→ **Task directions**: Print the listing below exactly. Leave nothing out.
-- Data records follows --
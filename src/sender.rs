//! Orchestrates sends: builds the payload envelope, resolves distribution, fans
//! out to addresses via a per-address serial queue, and emits sync copies to self.

use crate::address::Address;
use crate::client::{AtlasClient, SignalClient};
use crate::error::Result;
use crate::outgoing::events::{SendEvent, SendEventSender};
use crate::outgoing::OutgoingMessage;
use crate::payload::{BodyItem, Payload, PayloadData, PayloadV1};
use crate::proto::{DataMessage, FLAG_END_SESSION};
use crate::signal::identity::IdentityKeyPair;
use crate::store::{KeyStore, KeyStoreExt};
use std::collections::HashMap;
use std::sync::Arc;
use tokio::sync::Mutex;
use tracing::debug;
use uuid::Uuid;

/// Current Exchange payload version this crate writes.
pub const CURRENT_VERSION: u32 = 1;

#[derive(Debug, Clone, Default)]
pub struct SendOptions {
    pub to: String,
    pub thread_id: String,
    pub thread_type: String,
    pub thread_title: Option<String>,
    pub message_id: String,
    pub message_ref: Option<String>,
    pub user_agent: String,
    pub body: Vec<(String, String)>,
    pub attachments: Vec<Vec<u8>>,
    pub distribution: Option<String>,
    pub no_sync: bool,
}

/// Per-address serial queue: a lock-free map from address to a lazily-created
/// per-key mutex, so sends to different addresses never block each other while
/// sends to the same address are strictly serialized.
#[derive(Default)]
struct AddressQueues {
    locks: Mutex<HashMap<Address, Arc<Mutex<()>>>>,
}

impl AddressQueues {
    async fn lock_for(&self, addr: Address) -> Arc<Mutex<()>> {
        let mut locks = self.locks.lock().await;
        locks.entry(addr).or_insert_with(|| Arc::new(Mutex::new(()))).clone()
    }
}

pub struct MessageSender {
    store: Arc<dyn KeyStore>,
    signal_client: Arc<SignalClient>,
    atlas: Arc<dyn AtlasClient>,
    our_addr: Address,
    our_identity: IdentityKeyPair,
    our_registration_id: u32,
    queues: AddressQueues,
}

impl MessageSender {
    pub fn new(
        store: Arc<dyn KeyStore>,
        signal_client: Arc<SignalClient>,
        atlas: Arc<dyn AtlasClient>,
        our_addr: Address,
        our_identity: IdentityKeyPair,
        our_registration_id: u32,
    ) -> Self {
        Self { store, signal_client, atlas, our_addr, our_identity, our_registration_id, queues: AddressQueues::default() }
    }

    /// Upload every attachment and return their `AttachmentMeta` descriptors.
    async fn upload_attachments(&self, attachments: &[Vec<u8>]) -> Result<Vec<crate::payload::AttachmentMeta>> {
        let mut metas = Vec::with_capacity(attachments.len());
        for (i, bytes) in attachments.iter().enumerate() {
            let id = self.signal_client.put_attachment(bytes.clone()).await?;
            metas.push(crate::payload::AttachmentMeta {
                name: id,
                size: bytes.len() as u64,
                r#type: "application/octet-stream".to_string(),
                mtime: i.to_string(),
            });
        }
        Ok(metas)
    }

    fn build_payload(
        &self,
        options: &SendOptions,
        distribution_expr: &str,
        attachments: Vec<crate::payload::AttachmentMeta>,
    ) -> Result<(String, i64)> {
        let timestamp = now_millis();
        let payload = PayloadV1 {
            sender: crate::payload::Sender { user_id: self.our_addr.user_id.to_string(), device: self.our_addr.device_id.unwrap_or(1) },
            distribution: crate::payload::Distribution { expression: distribution_expr.to_string() },
            thread_id: options.thread_id.clone(),
            thread_type: options.thread_type.clone(),
            thread_title: options.thread_title.clone(),
            message_type: "content".to_string(),
            message_id: options.message_id.clone(),
            message_ref: options.message_ref.clone(),
            user_agent: options.user_agent.clone(),
            data: PayloadData {
                body: options.body.iter().map(|(t, v)| BodyItem { r#type: t.clone(), value: v.clone() }).collect(),
                control: None,
                actions: None,
                action_options: None,
            },
            attachments: if attachments.is_empty() { None } else { Some(attachments) },
        };
        Ok((Payload::v1(payload).encode()?, timestamp))
    }

    /// Resolve distribution (via Atlas if not explicitly provided), scrub our own
    /// user id from the recipient set (compared by UUID only, so a sender's other
    /// devices remain legitimate sync targets), and fan out concurrently across
    /// addresses while serializing per-address.
    pub async fn send(&self, options: SendOptions) -> Result<(SendEventSender, tokio::sync::mpsc::UnboundedReceiver<SendEvent>)> {
        let distribution = match &options.distribution {
            Some(expr) => self.atlas.resolve_tags(expr).await?,
            None => self.atlas.resolve_tags(&options.to).await?,
        };

        let recipients: Vec<Address> = distribution
            .userids
            .iter()
            .filter_map(|s| Uuid::parse_str(s).ok())
            .filter(|uid| *uid != self.our_addr.user_id)
            .map(Address::all_devices)
            .collect();

        let attachment_metas = self.upload_attachments(&options.attachments).await?;
        if !attachment_metas.is_empty() {
            debug!(count = attachment_metas.len(), "uploaded attachments for outgoing message");
        }
        let (body_json, timestamp) = self.build_payload(&options, &distribution.universal, attachment_metas)?;
        let data_message = DataMessage { body: Some(body_json), attachments: vec![], flags: 0, expiration_timer: None, timestamp };

        let (tx, rx) = crate::outgoing::events::channel();

        for addr in recipients {
            self.spawn_send(addr, data_message.clone(), tx.clone()).await;
        }

        if !options.no_sync {
            self.send_sync_copy(&data_message, &options.thread_id, tx.clone()).await?;
        }

        Ok((tx, rx))
    }

    async fn spawn_send(&self, addr: Address, data_message: DataMessage, events: SendEventSender) {
        let lock = self.queues.lock_for(addr).await;
        let store = self.store.clone();
        let signal_client = self.signal_client.clone();
        let identity = self.our_identity.clone();
        let registration_id = self.our_registration_id;
        let our_addr = self.our_addr;

        tokio::spawn(async move {
            let _guard = lock.lock().await;
            let body = data_message.body.clone().unwrap_or_default();
            let msg = OutgoingMessage::new(store, signal_client, our_addr, identity, registration_id, data_message.timestamp, body.as_bytes(), events);
            let _ = msg.send(addr).await;
        });
    }

    /// Construct a `SyncMessage.Sent` wrapping the already-sent `DataMessage` and
    /// send it to every one of our other devices, re-emitting its `sent`/`error`
    /// events on the caller's stream so observers see one unified stream.
    async fn send_sync_copy(&self, data_message: &DataMessage, thread_id: &str, events: SendEventSender) -> Result<()> {
        let sync = crate::proto::SyncMessage {
            sent: Some(crate::proto::SyncMessageSent {
                destination: Some(thread_id.to_string()),
                timestamp: data_message.timestamp,
                message: data_message.clone(),
                expiration_start_timestamp: None,
            }),
            read: vec![],
            request: None,
            deprecated: None,
        };
        let sync_body = serde_json::to_string(&sync)?;
        let sync_message = DataMessage { body: Some(sync_body), ..data_message.clone() };
        self.spawn_send(self.our_addr, sync_message, events).await;
        Ok(())
    }

    /// Close all open sessions for `addr`, send an `END_SESSION` control message,
    /// await its outcome, then close again: the sent END_SESSION may itself have
    /// reopened a session as a prekey bundle, which must be purged too. Idempotent.
    pub async fn close_session(&self, addr: Address, retransmit: bool) -> Result<()> {
        self.store.remove_all_sessions(&addr.user_id.to_string()).await?;

        let control = serde_json::json!({ "control": "closeSession", "retransmit": retransmit });
        let data_message = DataMessage {
            body: Some(control.to_string()),
            attachments: vec![],
            flags: FLAG_END_SESSION,
            expiration_timer: None,
            timestamp: now_millis(),
        };
        let (tx, mut rx) = crate::outgoing::events::channel();
        self.spawn_send(addr, data_message, tx).await;

        // await sent or error once
        let _ = rx.recv().await;

        self.store.remove_all_sessions(&addr.user_id.to_string()).await
    }
}

fn now_millis() -> i64 {
    std::time::SystemTime::now()
        .duration_since(std::time::UNIX_EPOCH)
        .map(|d| d.as_millis() as i64)
        .unwrap_or(0)
}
-- Data records concluded --
→ **Result of the task**:
filename src/sender.rs
//! Orchestrates sends: builds the payload envelope, resolves distribution, fans
//! out to addresses via a per-address serial queue, and emits sync copies to self.

use crate::address::Address;
use crate::client::{AtlasClient, SignalClient};
use crate::error::Result;
use crate::outgoing::events::{SendEvent, SendEventSender};
use crate::outgoing::OutgoingMessage;
use crate::payload::{BodyItem, Payload, PayloadData, PayloadV1};
use crate::proto::{DataMessage, FLAG_END_SESSION};
use crate::signal::identity::IdentityKeyPair;
use crate::store::{KeyStore, KeyStoreExt};
use std::collections::HashMap;
use std::sync::Arc;
use tokio::sync::Mutex;
use tracing::debug;
use uuid::Uuid;

/// Current Exchange payload version this crate writes.
pub const CURRENT_VERSION: u32 = 1;

#[derive(Debug, Clone, Default)]
pub struct SendOptions {
    pub to: String,
    pub thread_id: String,
    pub thread_type: String,
    pub thread_title: Option<String>,
    pub message_id: String,
    pub message_ref: Option<String>,
    pub user_agent: String,
    pub body: Vec<(String, String)>,
    pub attachments: Vec<Vec<u8>>,
    pub distribution: Option<String>,
    pub no_sync: bool,
}

/// Per-address serial queue: a lock-free map from address to a lazily-created
/// per-key mutex, so sends to different addresses never block each other while
/// sends to the same address are strictly serialized.
#[derive(Default)]
struct AddressQueues {
    locks: Mutex<HashMap<Address, Arc<Mutex<()>>>>,
}

impl AddressQueues {
    async fn lock_for(&self, addr: Address) -> Arc<Mutex<()>> {
        let mut locks = self.locks.lock().await;
        locks.entry(addr).or_insert_with(|| Arc::new(Mutex::new(()))).clone()
    }
}

pub struct MessageSender {
    store: Arc<dyn KeyStore>,
    signal_client: Arc<SignalClient>,
    atlas: Arc<dyn AtlasClient>,
    our_addr: Address,
    our_identity: IdentityKeyPair,
    our_registration_id: u32,
    queues: AddressQueues,
}

impl MessageSender {
    pub fn new(
        store: Arc<dyn KeyStore>,
        signal_client: Arc<SignalClient>,
        atlas: Arc<dyn AtlasClient>,
        our_addr: Address,
        our_identity: IdentityKeyPair,
        our_registration_id: u32,
    ) -> Self {
        Self { store, signal_client, atlas, our_addr, our_identity, our_registration_id, queues: AddressQueues::default() }
    }

    /// Upload every attachment and return their `AttachmentMeta` descriptors.
    async fn upload_attachments(&self, attachments: &[Vec<u8>]) -> Result<Vec<crate::payload::AttachmentMeta>> {
        let mut metas = Vec::with_capacity(attachments.len());
        for (i, bytes) in attachments.iter().enumerate() {
            let id = self.signal_client.put_attachment(bytes.clone()).await?;
            metas.push(crate::payload::AttachmentMeta {
                name: id,
                size: bytes.len() as u64,
                r#type: "application/octet-stream".to_string(),
                mtime: i.to_string(),
            });
        }
        Ok(metas)
    }

    fn build_payload(
        &self,
        options: &SendOptions,
        distribution_expr: &str,
        attachments: Vec<crate::payload::AttachmentMeta>,
    ) -> Result<(String, i64)> {
        let timestamp = now_millis();
        let payload = PayloadV1 {
            sender: crate::payload::Sender { user_id: self.our_addr.user_id.to_string(), device: self.our_addr.device_id.unwrap_or(1) },
            distribution: crate::payload::Distribution { expression: distribution_expr.to_string() },
            thread_id: options.thread_id.clone(),
            thread_type: options.thread_type.clone(),
            thread_title: options.thread_title.clone(),
            message_type: "content".to_string(),
            message_id: options.message_id.clone(),
            message_ref: options.message_ref.clone(),
            user_agent: options.user_agent.clone(),
            data: PayloadData {
                body: options.body.iter().map(|(t, v)| BodyItem { r#type: t.clone(), value: v.clone() }).collect(),
                control: None,
                actions: None,
                action_options: None,
            },
            attachments: if attachments.is_empty() { None } else { Some(attachments) },
        };
        Ok((Payload::v1(payload).encode()?, timestamp))
    }

    /// Resolve distribution (via Atlas if not explicitly provided), scrub our own
    /// user id from the recipient set (compared by UUID only, so a sender's other
    /// devices remain legitimate sync targets), and fan out concurrently across
    /// addresses while serializing per-address.
    pub async fn send(&self, options: SendOptions) -> Result<(SendEventSender, tokio::sync::mpsc::UnboundedReceiver<SendEvent>)> {
        let distribution = match &options.distribution {
            Some(expr) => self.atlas.resolve_tags(expr).await?,
            None => self.atlas.resolve_tags(&options.to).await?,
        };

        let recipients: Vec<Address> = distribution
            .userids
            .iter()
            .filter_map(|s| Uuid::parse_str(s).ok())
            .filter(|uid| *uid != self.our_addr.user_id)
            .map(Address::all_devices)
            .collect();

        let attachment_metas = self.upload_attachments(&options.attachments).await?;
        if !attachment_metas.is_empty() {
            debug!(count = attachment_metas.len(), "uploaded attachments for outgoing message");
        }
        let (body_json, timestamp) = self.build_payload(&options, &distribution.universal, attachment_metas)?;
        let data_message = DataMessage { body: Some(body_json), attachments: vec![], flags: 0, expiration_timer: None, timestamp };

        let (tx, rx) = crate::outgoing::events::channel();

        for addr in recipients {
            self.spawn_send(addr, data_message.clone(), tx.clone()).await;
        }

        if !options.no_sync {
            self.send_sync_copy(&data_message, &options.thread_id, tx.clone()).await?;
        }

        Ok((tx, rx))
    }

    async fn spawn_send(&self, addr: Address, data_message: DataMessage, events: SendEventSender) {
        let lock = self.queues.lock_for(addr).await;
        let store = self.store.clone();
        let signal_client = self.signal_client.clone();
        let identity = self.our_identity.clone();
        let registration_id = self.our_registration_id;
        let our_addr = self.our_addr;

        tokio::spawn(async move {
            let _guard = lock.lock().await;
            let body = data_message.body.clone().unwrap_or_default();
            let msg = OutgoingMessage::new(store, signal_client, our_addr, identity, registration_id, data_message.timestamp, body.as_bytes(), events);
            let _ = msg.send(addr).await;
        });
    }

    /// Construct a `SyncMessage.Sent` wrapping the already-sent `DataMessage` and
    /// send it to every one of our other devices, re-emitting its `sent`/`error`
    /// events on the caller's stream so observers see one unified stream.
    async fn send_sync_copy(&self, data_message: &DataMessage, thread_id: &str, events: SendEventSender) -> Result<()> {
        let sync = crate::proto::SyncMessage {
            sent: Some(crate::proto::SyncMessageSent {
                destination: Some(thread_id.to_string()),
                timestamp: data_message.timestamp,
                message: data_message.clone(),
                expiration_start_timestamp: None,
            }),
            read: vec![],
            request: None,
            deprecated: None,
        };
        let sync_body = serde_json::to_string(&sync)?;
        let sync_message = DataMessage { body: Some(sync_body), ..data_message.clone() };
        self.spawn_send(self.our_addr, sync_message, events).await;
        Ok(())
    }

    /// Close all open sessions for `addr`, send an `END_SESSION` control message,
    /// await its outcome, then close again: the sent END_SESSION may itself have
    /// reopened a session as a prekey bundle, which must be purged too. Idempotent.
    pub async fn close_session(&self, addr: Address, retransmit: bool) -> Result<()> {
        self.store.remove_all_sessions(&addr.user_id.to_string()).await?;

        let control = serde_json::json!({ "control": "closeSession", "retransmit": retransmit });
        let data_message = DataMessage {
            body: Some(control.to_string()),
            attachments: vec![],
            flags: FLAG_END_SESSION,
            expiration_timer: None,
            timestamp: now_millis(),
        };
        let (tx, mut rx) = crate::outgoing::events::channel();
        self.spawn_send(addr, data_message, tx).await;

        // await sent or error once
        let _ = rx.recv().await;

        self.store.remove_all_sessions(&addr.user_id.to_string()).await
    }
}

fn now_millis() -> i64 {
    std::time::SystemTime::now()
        .duration_since(std::time::UNIX_EPOCH)
        .map(|d| d.as_millis() as i64)
        .unwrap_or(0)
}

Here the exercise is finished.